→ Task brief
Start at the line in the entries below that contains "pub fn modifiers(&self)", stop at the line that contains "to the draft.", and output exactly the lines in that span, both ends included.

== Segment start ==

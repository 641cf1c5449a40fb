//! Draft order store: the single owner of the in-progress order.
//!
//! Screens never assign draft fields directly; they issue commands
//! (`add_item`, `set_schedule`, ...) and read snapshots. Dependent state,
//! meaning the derived delivery window and the estimated total, is
//! recomputed on every relevant mutation rather than cached.
//!
//! # Persistence
//! Durable fields (items, location, submitted-order identifiers) are written
//! through the [`DraftStorage`] seam as a serde_json payload after every
//! mutation that touches them, so they survive process restarts. Ephemeral
//! submission state (in-flight and error flags) lives in
//! [`crate::submission`] and is never persisted.

pub mod error;
pub mod storage;

pub use error::DraftStoreError;
pub use storage::{DraftStorage, MemoryDraftStorage, StorageError};

use chrono::{DateTime, Duration, Utc};
use serde::{Deserialize, Serialize};
use tracing::{debug, info};

use crate::model::{CustomerLocation, DraftOrder, OrderItem, OrderItemPatch, TimeWindow};
use crate::pricing::{self, PricingBreakdown, PricingConfig, PricingModifiers};

/// Storage key for the persisted draft payload. Versioned so a future shape
/// change can migrate instead of failing to decode.
const DRAFT_KEY: &str = "draft_order_v1";

/// Width of the pickup window offered to the courier.
const PICKUP_WINDOW_HOURS: i64 = 2;

/// Width of the derived delivery window.
const DELIVERY_WINDOW_HOURS: i64 = 2;

/// Processing time assumed when the draft has no items yet.
const DEFAULT_PROCESSING_HOURS: i64 = 24;

/// Identifiers of the order produced by a successful submission, retained for
/// the payment step after the rest of the draft is cleared.
#[derive(Debug, Clone, PartialEq, Eq, Serialize, Deserialize)]
pub struct SubmittedRef {
    pub id: u64,
    pub uuid: String,
}

/// The subset of draft state that survives restarts.
#[derive(Debug, Clone, Default, Serialize, Deserialize)]
struct PersistedDraft {
    items: Vec<OrderItem>,
    location: Option<CustomerLocation>,
    submitted: Option<SubmittedRef>,
}

/// Command-driven controller owning the [`DraftOrder`] for this session.
///
/// Exactly one store exists per flow; it is never shared across concurrent
/// flows, so mutations apply in the order the UI issues them.
pub struct DraftOrderStore<S: DraftStorage> {
    draft: DraftOrder,
    modifiers: PricingModifiers,
    submitted: Option<SubmittedRef>,
    pricing_config: PricingConfig,
    storage: S,
}

impl<S: DraftStorage> DraftOrderStore<S> {
    /// Creates a store, restoring any durable fields persisted by an earlier
    /// session. A missing or undecodable payload starts a fresh draft.
    pub fn load(storage: S, pricing_config: PricingConfig) -> Result<Self, DraftStoreError> {
        let mut store = Self {
            draft: DraftOrder::default(),
            modifiers: PricingModifiers::default(),
            submitted: None,
            pricing_config,
            storage,
        };

        if let Some(raw) = store.storage.read(DRAFT_KEY)? {
            match serde_json::from_str::<PersistedDraft>(&raw) {
                Ok(persisted) => {
                    debug!(items = persisted.items.len(), "Restored persisted draft");
                    store.draft.items = persisted.items;
                    store.draft.location = persisted.location;
                    store.submitted = persisted.submitted;
                }
                Err(e) => {
                    // A corrupt payload is not worth blocking the flow over.
                    tracing::warn!(error = %e, "Discarding undecodable persisted draft");
                    store.storage.remove(DRAFT_KEY)?;
                }
            }
        }

        Ok(store)
    }

    /// A read-only copy of the current draft.
    pub fn snapshot(&self) -> DraftOrder {
        self.draft.clone()
    }

    pub fn modifiers(&self) -> PricingModifiers {
        self.modifiers
    }

    /// Identifiers of the last successful submission, if any.
    pub fn submitted_ref(&self) -> Option<&SubmittedRef> {
        self.submitted.as_ref()
    }

    /// Appends an item to the draft.
    pub fn add_item(&mut self, item: OrderItem) -> Result<(), DraftStoreError> {
        debug!(garment = %item.garment_type_id, quantity = item.quantity, "Adding item");
        self.draft.items.push(item);
        self.rederive_delivery_window();
        self.persist()
    }

    /// Removes and returns the item at `index`.
    ///
    /// Every item after `index` shifts down by one: after removing index 0
    /// from a three-item draft, the former index-1 item is at index 0.
    /// Callers holding indices across this call must re-read the snapshot.
    pub fn remove_item(&mut self, index: usize) -> Result<OrderItem, DraftStoreError> {
        if index >= self.draft.items.len() {
            return Err(DraftStoreError::ItemIndexOutOfBounds {
                index,
                len: self.draft.items.len(),
            });
        }
        let removed = self.draft.items.remove(index);
        debug!(index, garment = %removed.garment_type_id, "Removed item");
        self.rederive_delivery_window();
        self.persist()?;
        Ok(removed)
    }

    /// Applies a partial update to the item at `index`.
    pub fn update_item(&mut self, index: usize, patch: OrderItemPatch) -> Result<(), DraftStoreError> {
        let len = self.draft.items.len();
        let item = self
            .draft
            .items
            .get_mut(index)
            .ok_or(DraftStoreError::ItemIndexOutOfBounds { index, len })?;

        if let Some(quantity) = patch.quantity {
            item.quantity = quantity;
        }
        if let Some(unit_price) = patch.unit_price {
            item.unit_price = unit_price;
        }
        if let Some(description) = patch.description {
            item.description = description;
        }
        self.persist()
    }

    /// Sets the pickup window from its start and derives the delivery window.
    ///
    /// Pickup window width is fixed; delivery starts once the slowest
    /// selected service has had its processing time after pickup closes
    /// (24h when no items are selected yet), and is also of fixed width.
    pub fn set_schedule(&mut self, pickup_start: DateTime<Utc>) {
        let pickup_end = pickup_start + Duration::hours(PICKUP_WINDOW_HOURS);
        self.draft.pickup_window = Some(TimeWindow::new(pickup_start, pickup_end));
        self.rederive_delivery_window();
        debug!(%pickup_start, "Schedule set");
    }

    pub fn set_location(&mut self, location: CustomerLocation) -> Result<(), DraftStoreError> {
        self.draft.location = Some(location);
        self.persist()
    }

    pub fn set_notes(&mut self, notes: impl Into<String>) {
        self.draft.notes = notes.into();
    }

    pub fn set_payment_method_hint(&mut self, hint: Option<String>) {
        self.draft.payment_method_hint = hint;
    }

    pub fn set_modifiers(&mut self, modifiers: PricingModifiers) {
        self.modifiers = modifiers;
    }

    /// Current estimated total. Always recomputed from the current item list;
    /// nothing is cached, so this can never go stale.
    pub fn estimated_total(&self) -> PricingBreakdown {
        pricing::compute_total(&self.draft.items, &self.modifiers, &self.pricing_config)
    }

    /// Records a successful submission: items, schedule and notes are
    /// cleared, the identifiers are retained for the payment step, and the
    /// location is kept for the next order.
    pub fn mark_submitted(&mut self, reference: SubmittedRef) -> Result<(), DraftStoreError> {
        info!(order_id = reference.id, "Draft submitted; clearing order fields");
        self.draft.items.clear();
        self.draft.pickup_window = None;
        self.draft.delivery_window = None;
        self.draft.notes.clear();
        self.submitted = Some(reference);
        self.persist()
    }

    /// Restores the initial empty draft. Used after the payment step
    /// completes or on explicit cancel.
    pub fn reset(&mut self) -> Result<(), DraftStoreError> {
        info!("Resetting draft");
        self.draft = DraftOrder::default();
        self.modifiers = PricingModifiers::default();
        self.submitted = None;
        self.storage.remove(DRAFT_KEY)?;
        Ok(())
    }

    /// Delivery window follows both the schedule and the selected services,
    /// so any item mutation re-derives it while a pickup window exists.
    fn rederive_delivery_window(&mut self) {
        let Some(pickup) = self.draft.pickup_window else {
            return;
        };
        let processing_hours = self
            .draft
            .items
            .iter()
            .map(|i| i.service.processing_hours())
            .max()
            .unwrap_or(DEFAULT_PROCESSING_HOURS);
        let delivery_start = pickup.end + Duration::hours(processing_hours);
        let delivery_end = delivery_start + Duration::hours(DELIVERY_WINDOW_HOURS);
        self.draft.delivery_window = Some(TimeWindow::new(delivery_start, delivery_end));
    }

    fn persist(&mut self) -> Result<(), DraftStoreError> {
        let payload = PersistedDraft {
            items: self.draft.items.clone(),
            location: self.draft.location.clone(),
            submitted: self.submitted.clone(),
        };
        let raw = serde_json::to_string(&payload)?;
        self.storage.write(DRAFT_KEY, &raw)?;
        Ok(())
    }
}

== Segment end ==

→ Response
    pub fn modifiers(&self) -> PricingModifiers {
        self.modifiers
    }

    /// Identifiers of the last successful submission, if any.
    pub fn submitted_ref(&self) -> Option<&SubmittedRef> {
        self.submitted.as_ref()
    }

    /// Appends an item to the draft.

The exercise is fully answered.